Find out what criminals and terrorists to watch for now
By: Wayne Countryman
June 24, 2009
As a kid I used to amuse myself at the post office by standing backward in line, checking the bulletin board’s FBI Most Wanted List while my mother mailed packages.
Today, we can see fugitives’ mugshots and information about their evilness online. It’s a far-ranging list, with Osama bin Laden on the top line.
As angry as we may remain since 9/11, we don’t forget to pay attention to who’s done what locally. The Baltimore County Police Department’s Web site has its own Most Wanted List, and lists for unsolved homicides and missing persons.
The Chicago area has a Web site (above, left) intended for catching its bank robbers. “BanditTrackerChicago.com
is brought to you by federal, county, and local law enforcement agencies as well as partners in the Chicago banking industry,” it says.
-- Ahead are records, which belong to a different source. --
use sqlx::{types::Json, PgPool};

use super::dto::Preferences;

pub async fn get_preferences(db: &PgPool, user_id: i64) -> sqlx::Result<Option<Preferences>> {
    let row = sqlx::query_scalar::<_, Option<Json<Preferences>>>(
        r#"SELECT user_preference FROM user_preference WHERE user_id = $1"#,
    )
    .bind(user_id)
    .fetch_optional(db)
    .await?;
    Ok(row.flatten().map(|Json(p)| p))
}

pub async fn upsert_preferences(db: &PgPool, user_id: i64, prefs: &Preferences) -> sqlx::Result<()> {
    sqlx::query(
        r#"
        INSERT INTO user_preference (user_id, user_preference, updated_at)
        VALUES ($1, $2, now())
        ON CONFLICT (user_id) DO UPDATE
           SET user_preference = EXCLUDED.user_preference,
               updated_at = EXCLUDED.updated_at
        "#,
    )
    .bind(user_id)
    .bind(Json(prefs))
    .execute(db)
    .await?;
    Ok(())
}
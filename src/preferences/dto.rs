use serde::{Deserialize, Serialize};

use crate::error::AppError;

const MAX_RESTRICTIONS_LEN: usize = 500;
const MAX_COOKING_MINUTES: i32 = 24 * 60;

/// Per-user meal preferences, stored as a JSON document.
#[derive(Debug, Clone, Default, PartialEq, Eq, Serialize, Deserialize)]
pub struct Preferences {
    #[serde(default)]
    pub dietary_restrictions: String,
    /// Minutes; 0 means no limit.
    #[serde(default)]
    pub max_cooking_time: i32,
}

impl Preferences {
    pub fn validate(&self) -> Result<(), AppError> {
        if self.dietary_restrictions.chars().count() > MAX_RESTRICTIONS_LEN {
            return Err(AppError::validation(
                "dietary_restrictions",
                format!("must be at most {MAX_RESTRICTIONS_LEN} characters"),
            ));
        }
        if !(0..=MAX_COOKING_MINUTES).contains(&self.max_cooking_time) {
            return Err(AppError::validation(
                "max_cooking_time",
                format!("must be between 0 and {MAX_COOKING_MINUTES} minutes"),
            ));
        }
        Ok(())
    }
}

#[derive(Debug, Serialize)]
pub struct PreferencesResponse {
    pub status: &'static str,
    #[serde(flatten)]
    pub preferences: Preferences,
}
Still photos from bank security cameras show the perpetrators at work.
The FBI’s Web site lists wanted fugitives, terrorists and missing persons.
But that’s so 1998, you say. Can’t they spend our tax dollars on something more high-tech? Well, the FBI will show you the Most Wanted on your cellphone. Also, the FBI has podcasts about current news and the agency’s most famous cases.
And today, its video page features a retelling of a failed attempt to take out John Dillinger and “Baby Face” Nelson in 1934. You can use it to judge how accurately Johnny Depp portrays Dillinger in a movie that’s coming out soon.
Or, you can watch a video about a scientist’s search for hijacker D.B. Cooper, who parachuted from the airliner with a ton of cash. Another video announces the FBI’s addition of the “first domestic terrorist” to be included on its Most Wanted Terrorists List — a guy accused of bombing buildings in support of animal rights.